Exercise
The records are given next. Repeat each one exactly.

----

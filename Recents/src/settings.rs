//! Process-wide key-value settings backends

use std::collections::HashMap;
use std::fs;
use std::io::{ErrorKind, Write};
use std::path::{Path, PathBuf};

use parking_lot::Mutex;
use serde_json::{Map, Value};
use tempfile::NamedTempFile;

use crate::error::{Error, Result};

/// A durable key-value store addressed by named slots.
///
/// Every value is replaced whole; there are no partial updates.
pub trait SettingsStore: Send + Sync {
    /// Read the value stored in `slot`, if any.
    ///
    /// # Errors
    ///
    /// Returns an error if the backing storage cannot be read or parsed.
    fn get(&self, slot: &str) -> Result<Option<Value>>;

    /// Replace the value stored in `slot`.
    ///
    /// # Errors
    ///
    /// Returns an error if the backing storage cannot be written.
    fn set(&self, slot: &str, value: Value) -> Result<()>;
}

/// Settings kept in a single JSON object file.
///
/// Writes go through a sibling temp file that is renamed over the target,
/// so a reader never observes a half-written file. Unrelated slots are
/// preserved on every write.
#[derive(Debug)]
pub struct JsonSettings {
    path: PathBuf,
    write_lock: Mutex<()>,
}

impl JsonSettings {
    /// Settings stored at an explicit file path.
    #[must_use]
    pub fn new(path: impl Into<PathBuf>) -> Self {
        Self {
            path: path.into(),
            write_lock: Mutex::new(()),
        }
    }

    /// Settings in the platform config directory, e.g.
    /// `~/Library/Application Support/<app>/settings.json` on macOS.
    #[must_use]
    pub fn default_location(app_name: &str) -> Option<Self> {
        dirs::config_dir().map(|p| Self::new(p.join(app_name).join("settings.json")))
    }

    /// Path of the backing file
    #[must_use]
    pub fn path(&self) -> &Path {
        &self.path
    }

    fn read_all(&self) -> Result<Map<String, Value>> {
        let content = match fs::read_to_string(&self.path) {
            Ok(content) => content,
            Err(e) if e.kind() == ErrorKind::NotFound => return Ok(Map::new()),
            Err(e) => return Err(e.into()),
        };
        if content.trim().is_empty() {
            return Ok(Map::new());
        }
        Ok(serde_json::from_str(&content)?)
    }

    fn write_all(&self, all: &Map<String, Value>) -> Result<()> {
        let dir = match self.path.parent() {
            Some(parent) if !parent.as_os_str().is_empty() => parent.to_path_buf(),
            _ => PathBuf::from("."),
        };
        fs::create_dir_all(&dir)?;

        let mut tmp = NamedTempFile::new_in(&dir)?;
        serde_json::to_writer_pretty(&mut tmp, all)?;
        tmp.write_all(b"\n")?;
        tmp.persist(&self.path).map_err(|e| e.error)?;
        Ok(())
    }
}

impl SettingsStore for JsonSettings {
    fn get(&self, slot: &str) -> Result<Option<Value>> {
        Ok(self.read_all()?.remove(slot))
    }

    fn set(&self, slot: &str, value: Value) -> Result<()> {
        let _guard = self.write_lock.lock();
        let mut all = match self.read_all() {
            Ok(all) => all,
            Err(Error::Json(e)) => {
                tracing::warn!("Rewriting unreadable settings file {}: {}", self.path.display(), e);
                Map::new()
            }
            Err(e) => return Err(e),
        };
        all.insert(slot.to_string(), value);
        self.write_all(&all)
    }
}

/// In-memory settings, lost when dropped.
#[derive(Debug, Default)]
pub struct MemorySettings {
    slots: Mutex<HashMap<String, Value>>,
}

impl MemorySettings {
    #[must_use]
    pub fn new() -> Self {
        Self::default()
    }
}

impl SettingsStore for MemorySettings {
    fn get(&self, slot: &str) -> Result<Option<Value>> {
        Ok(self.slots.lock().get(slot).cloned())
    }

    fn set(&self, slot: &str, value: Value) -> Result<()> {
        self.slots.lock().insert(slot.to_string(), value);
        Ok(())
    }
}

----

Response box
filename Recents/src/settings.rs
//! Process-wide key-value settings backends

use std::collections::HashMap;
use std::fs;
use std::io::{ErrorKind, Write};
use std::path::{Path, PathBuf};

use parking_lot::Mutex;
use serde_json::{Map, Value};
use tempfile::NamedTempFile;

use crate::error::{Error, Result};

/// A durable key-value store addressed by named slots.
///
/// Every value is replaced whole; there are no partial updates.
pub trait SettingsStore: Send + Sync {
    /// Read the value stored in `slot`, if any.
    ///
    /// # Errors
    ///
    /// Returns an error if the backing storage cannot be read or parsed.
    fn get(&self, slot: &str) -> Result<Option<Value>>;

    /// Replace the value stored in `slot`.
    ///
    /// # Errors
    ///
    /// Returns an error if the backing storage cannot be written.
    fn set(&self, slot: &str, value: Value) -> Result<()>;
}

/// Settings kept in a single JSON object file.
///
/// Writes go through a sibling temp file that is renamed over the target,
/// so a reader never observes a half-written file. Unrelated slots are
/// preserved on every write.
#[derive(Debug)]
pub struct JsonSettings {
    path: PathBuf,
    write_lock: Mutex<()>,
}

impl JsonSettings {
    /// Settings stored at an explicit file path.
    #[must_use]
    pub fn new(path: impl Into<PathBuf>) -> Self {
        Self {
            path: path.into(),
            write_lock: Mutex::new(()),
        }
    }

    /// Settings in the platform config directory, e.g.
    /// `~/Library/Application Support/<app>/settings.json` on macOS.
    #[must_use]
    pub fn default_location(app_name: &str) -> Option<Self> {
        dirs::config_dir().map(|p| Self::new(p.join(app_name).join("settings.json")))
    }

    /// Path of the backing file
    #[must_use]
    pub fn path(&self) -> &Path {
        &self.path
    }

    fn read_all(&self) -> Result<Map<String, Value>> {
        let content = match fs::read_to_string(&self.path) {
            Ok(content) => content,
            Err(e) if e.kind() == ErrorKind::NotFound => return Ok(Map::new()),
            Err(e) => return Err(e.into()),
        };
        if content.trim().is_empty() {
            return Ok(Map::new());
        }
        Ok(serde_json::from_str(&content)?)
    }

    fn write_all(&self, all: &Map<String, Value>) -> Result<()> {
        let dir = match self.path.parent() {
            Some(parent) if !parent.as_os_str().is_empty() => parent.to_path_buf(),
            _ => PathBuf::from("."),
        };
        fs::create_dir_all(&dir)?;

        let mut tmp = NamedTempFile::new_in(&dir)?;
        serde_json::to_writer_pretty(&mut tmp, all)?;
        tmp.write_all(b"\n")?;
        tmp.persist(&self.path).map_err(|e| e.error)?;
        Ok(())
    }
}

impl SettingsStore for JsonSettings {
    fn get(&self, slot: &str) -> Result<Option<Value>> {
        Ok(self.read_all()?.remove(slot))
    }

    fn set(&self, slot: &str, value: Value) -> Result<()> {
        let _guard = self.write_lock.lock();
        let mut all = match self.read_all() {
            Ok(all) => all,
            Err(Error::Json(e)) => {
                tracing::warn!("Rewriting unreadable settings file {}: {}", self.path.display(), e);
                Map::new()
            }
            Err(e) => return Err(e),
        };
        all.insert(slot.to_string(), value);
        self.write_all(&all)
    }
}

/// In-memory settings, lost when dropped.
#[derive(Debug, Default)]
pub struct MemorySettings {
    slots: Mutex<HashMap<String, Value>>,
}

impl MemorySettings {
    #[must_use]
    pub fn new() -> Self {
        Self::default()
    }
}

impl SettingsStore for MemorySettings {
    fn get(&self, slot: &str) -> Result<Option<Value>> {
        Ok(self.slots.lock().get(slot).cloned())
    }

    fn set(&self, slot: &str, value: Value) -> Result<()> {
        self.slots.lock().insert(slot.to_string(), value);
        Ok(())
    }
}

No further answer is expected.